MATERIAL FOR THIS TASK: Begin

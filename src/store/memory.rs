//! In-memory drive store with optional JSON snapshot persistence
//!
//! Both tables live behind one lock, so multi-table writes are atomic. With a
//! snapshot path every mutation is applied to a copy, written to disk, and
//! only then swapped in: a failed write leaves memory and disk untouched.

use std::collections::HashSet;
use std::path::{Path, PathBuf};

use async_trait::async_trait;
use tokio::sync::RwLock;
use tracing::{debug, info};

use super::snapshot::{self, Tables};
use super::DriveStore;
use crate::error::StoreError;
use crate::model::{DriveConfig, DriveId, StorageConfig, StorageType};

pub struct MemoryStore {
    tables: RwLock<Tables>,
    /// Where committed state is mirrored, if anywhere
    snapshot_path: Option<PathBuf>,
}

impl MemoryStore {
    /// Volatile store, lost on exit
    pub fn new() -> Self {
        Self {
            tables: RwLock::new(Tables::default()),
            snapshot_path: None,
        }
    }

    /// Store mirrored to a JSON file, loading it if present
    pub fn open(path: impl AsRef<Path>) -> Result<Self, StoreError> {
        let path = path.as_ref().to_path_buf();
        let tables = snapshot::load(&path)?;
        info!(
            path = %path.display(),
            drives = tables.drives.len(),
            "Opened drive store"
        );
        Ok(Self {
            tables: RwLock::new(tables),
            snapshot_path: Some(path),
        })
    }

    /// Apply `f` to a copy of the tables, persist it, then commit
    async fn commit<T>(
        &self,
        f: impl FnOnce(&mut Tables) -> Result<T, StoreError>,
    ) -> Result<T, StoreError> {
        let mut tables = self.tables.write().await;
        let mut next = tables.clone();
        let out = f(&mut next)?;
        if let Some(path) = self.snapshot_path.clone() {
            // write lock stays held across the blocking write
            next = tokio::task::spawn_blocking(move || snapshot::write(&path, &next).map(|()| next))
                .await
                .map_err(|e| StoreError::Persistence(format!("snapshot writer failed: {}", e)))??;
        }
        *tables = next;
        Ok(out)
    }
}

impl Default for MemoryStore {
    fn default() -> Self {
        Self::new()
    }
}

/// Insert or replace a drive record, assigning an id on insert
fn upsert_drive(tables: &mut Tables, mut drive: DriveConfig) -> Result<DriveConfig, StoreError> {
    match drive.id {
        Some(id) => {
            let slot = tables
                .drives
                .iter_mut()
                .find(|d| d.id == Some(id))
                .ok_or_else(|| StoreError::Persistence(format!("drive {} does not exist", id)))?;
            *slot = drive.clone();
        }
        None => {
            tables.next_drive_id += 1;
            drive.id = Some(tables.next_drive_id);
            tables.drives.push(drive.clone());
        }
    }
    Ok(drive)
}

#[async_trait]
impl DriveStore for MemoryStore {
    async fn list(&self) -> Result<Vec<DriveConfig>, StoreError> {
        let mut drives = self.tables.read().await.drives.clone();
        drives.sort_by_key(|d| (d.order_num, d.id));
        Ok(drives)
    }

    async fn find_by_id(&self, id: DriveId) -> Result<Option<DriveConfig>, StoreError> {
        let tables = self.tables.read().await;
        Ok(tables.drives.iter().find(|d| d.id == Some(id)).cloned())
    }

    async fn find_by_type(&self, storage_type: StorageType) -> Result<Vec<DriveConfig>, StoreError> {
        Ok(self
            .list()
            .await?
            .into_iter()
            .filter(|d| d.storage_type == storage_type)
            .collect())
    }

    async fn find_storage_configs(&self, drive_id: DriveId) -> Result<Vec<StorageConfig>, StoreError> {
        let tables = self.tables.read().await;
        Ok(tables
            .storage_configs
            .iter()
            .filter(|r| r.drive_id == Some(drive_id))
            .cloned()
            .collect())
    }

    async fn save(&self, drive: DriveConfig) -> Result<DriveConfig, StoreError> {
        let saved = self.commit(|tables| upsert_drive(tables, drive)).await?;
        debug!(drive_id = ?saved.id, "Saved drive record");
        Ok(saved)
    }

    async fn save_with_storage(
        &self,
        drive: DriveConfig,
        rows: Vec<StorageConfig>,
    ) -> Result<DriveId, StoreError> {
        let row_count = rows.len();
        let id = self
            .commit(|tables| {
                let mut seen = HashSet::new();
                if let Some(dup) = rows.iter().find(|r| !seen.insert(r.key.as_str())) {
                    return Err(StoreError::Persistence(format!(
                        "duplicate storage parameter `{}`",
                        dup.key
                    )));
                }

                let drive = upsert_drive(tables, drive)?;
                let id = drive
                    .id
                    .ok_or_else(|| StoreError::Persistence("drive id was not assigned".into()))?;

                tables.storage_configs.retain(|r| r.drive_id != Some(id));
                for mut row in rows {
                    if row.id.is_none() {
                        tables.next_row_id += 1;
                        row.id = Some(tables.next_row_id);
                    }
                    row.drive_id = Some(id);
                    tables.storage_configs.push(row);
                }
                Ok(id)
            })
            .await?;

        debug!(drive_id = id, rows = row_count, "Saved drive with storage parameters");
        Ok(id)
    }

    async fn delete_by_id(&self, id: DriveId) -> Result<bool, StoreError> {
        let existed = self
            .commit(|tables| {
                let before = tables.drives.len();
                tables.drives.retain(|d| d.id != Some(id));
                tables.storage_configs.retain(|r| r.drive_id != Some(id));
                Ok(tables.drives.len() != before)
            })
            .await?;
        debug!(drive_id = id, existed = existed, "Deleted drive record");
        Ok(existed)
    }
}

MATERIAL FOR THIS TASK: End

* [TASK BRIEF]: You are asked to transcribe all of the data above exactly.

* [RESPONSE BELOW]:
filename src/store/memory.rs
//! In-memory drive store with optional JSON snapshot persistence
//!
//! Both tables live behind one lock, so multi-table writes are atomic. With a
//! snapshot path every mutation is applied to a copy, written to disk, and
//! only then swapped in: a failed write leaves memory and disk untouched.

use std::collections::HashSet;
use std::path::{Path, PathBuf};

use async_trait::async_trait;
use tokio::sync::RwLock;
use tracing::{debug, info};

use super::snapshot::{self, Tables};
use super::DriveStore;
use crate::error::StoreError;
use crate::model::{DriveConfig, DriveId, StorageConfig, StorageType};

pub struct MemoryStore {
    tables: RwLock<Tables>,
    /// Where committed state is mirrored, if anywhere
    snapshot_path: Option<PathBuf>,
}

impl MemoryStore {
    /// Volatile store, lost on exit
    pub fn new() -> Self {
        Self {
            tables: RwLock::new(Tables::default()),
            snapshot_path: None,
        }
    }

    /// Store mirrored to a JSON file, loading it if present
    pub fn open(path: impl AsRef<Path>) -> Result<Self, StoreError> {
        let path = path.as_ref().to_path_buf();
        let tables = snapshot::load(&path)?;
        info!(
            path = %path.display(),
            drives = tables.drives.len(),
            "Opened drive store"
        );
        Ok(Self {
            tables: RwLock::new(tables),
            snapshot_path: Some(path),
        })
    }

    /// Apply `f` to a copy of the tables, persist it, then commit
    async fn commit<T>(
        &self,
        f: impl FnOnce(&mut Tables) -> Result<T, StoreError>,
    ) -> Result<T, StoreError> {
        let mut tables = self.tables.write().await;
        let mut next = tables.clone();
        let out = f(&mut next)?;
        if let Some(path) = self.snapshot_path.clone() {
            // write lock stays held across the blocking write
            next = tokio::task::spawn_blocking(move || snapshot::write(&path, &next).map(|()| next))
                .await
                .map_err(|e| StoreError::Persistence(format!("snapshot writer failed: {}", e)))??;
        }
        *tables = next;
        Ok(out)
    }
}

impl Default for MemoryStore {
    fn default() -> Self {
        Self::new()
    }
}

/// Insert or replace a drive record, assigning an id on insert
fn upsert_drive(tables: &mut Tables, mut drive: DriveConfig) -> Result<DriveConfig, StoreError> {
    match drive.id {
        Some(id) => {
            let slot = tables
                .drives
                .iter_mut()
                .find(|d| d.id == Some(id))
                .ok_or_else(|| StoreError::Persistence(format!("drive {} does not exist", id)))?;
            *slot = drive.clone();
        }
        None => {
            tables.next_drive_id += 1;
            drive.id = Some(tables.next_drive_id);
            tables.drives.push(drive.clone());
        }
    }
    Ok(drive)
}

#[async_trait]
impl DriveStore for MemoryStore {
    async fn list(&self) -> Result<Vec<DriveConfig>, StoreError> {
        let mut drives = self.tables.read().await.drives.clone();
        drives.sort_by_key(|d| (d.order_num, d.id));
        Ok(drives)
    }

    async fn find_by_id(&self, id: DriveId) -> Result<Option<DriveConfig>, StoreError> {
        let tables = self.tables.read().await;
        Ok(tables.drives.iter().find(|d| d.id == Some(id)).cloned())
    }

    async fn find_by_type(&self, storage_type: StorageType) -> Result<Vec<DriveConfig>, StoreError> {
        Ok(self
            .list()
            .await?
            .into_iter()
            .filter(|d| d.storage_type == storage_type)
            .collect())
    }

    async fn find_storage_configs(&self, drive_id: DriveId) -> Result<Vec<StorageConfig>, StoreError> {
        let tables = self.tables.read().await;
        Ok(tables
            .storage_configs
            .iter()
            .filter(|r| r.drive_id == Some(drive_id))
            .cloned()
            .collect())
    }

    async fn save(&self, drive: DriveConfig) -> Result<DriveConfig, StoreError> {
        let saved = self.commit(|tables| upsert_drive(tables, drive)).await?;
        debug!(drive_id = ?saved.id, "Saved drive record");
        Ok(saved)
    }

    async fn save_with_storage(
        &self,
        drive: DriveConfig,
        rows: Vec<StorageConfig>,
    ) -> Result<DriveId, StoreError> {
        let row_count = rows.len();
        let id = self
            .commit(|tables| {
                let mut seen = HashSet::new();
                if let Some(dup) = rows.iter().find(|r| !seen.insert(r.key.as_str())) {
                    return Err(StoreError::Persistence(format!(
                        "duplicate storage parameter `{}`",
                        dup.key
                    )));
                }

                let drive = upsert_drive(tables, drive)?;
                let id = drive
                    .id
                    .ok_or_else(|| StoreError::Persistence("drive id was not assigned".into()))?;

                tables.storage_configs.retain(|r| r.drive_id != Some(id));
                for mut row in rows {
                    if row.id.is_none() {
                        tables.next_row_id += 1;
                        row.id = Some(tables.next_row_id);
                    }
                    row.drive_id = Some(id);
                    tables.storage_configs.push(row);
                }
                Ok(id)
            })
            .await?;

        debug!(drive_id = id, rows = row_count, "Saved drive with storage parameters");
        Ok(id)
    }

    async fn delete_by_id(&self, id: DriveId) -> Result<bool, StoreError> {
        let existed = self
            .commit(|tables| {
                let before = tables.drives.len();
                tables.drives.retain(|d| d.id != Some(id));
                tables.storage_configs.retain(|r| r.drive_id != Some(id));
                Ok(tables.drives.len() != before)
            })
            .await?;
        debug!(drive_id = id, existed = existed, "Deleted drive record");
        Ok(existed)
    }
}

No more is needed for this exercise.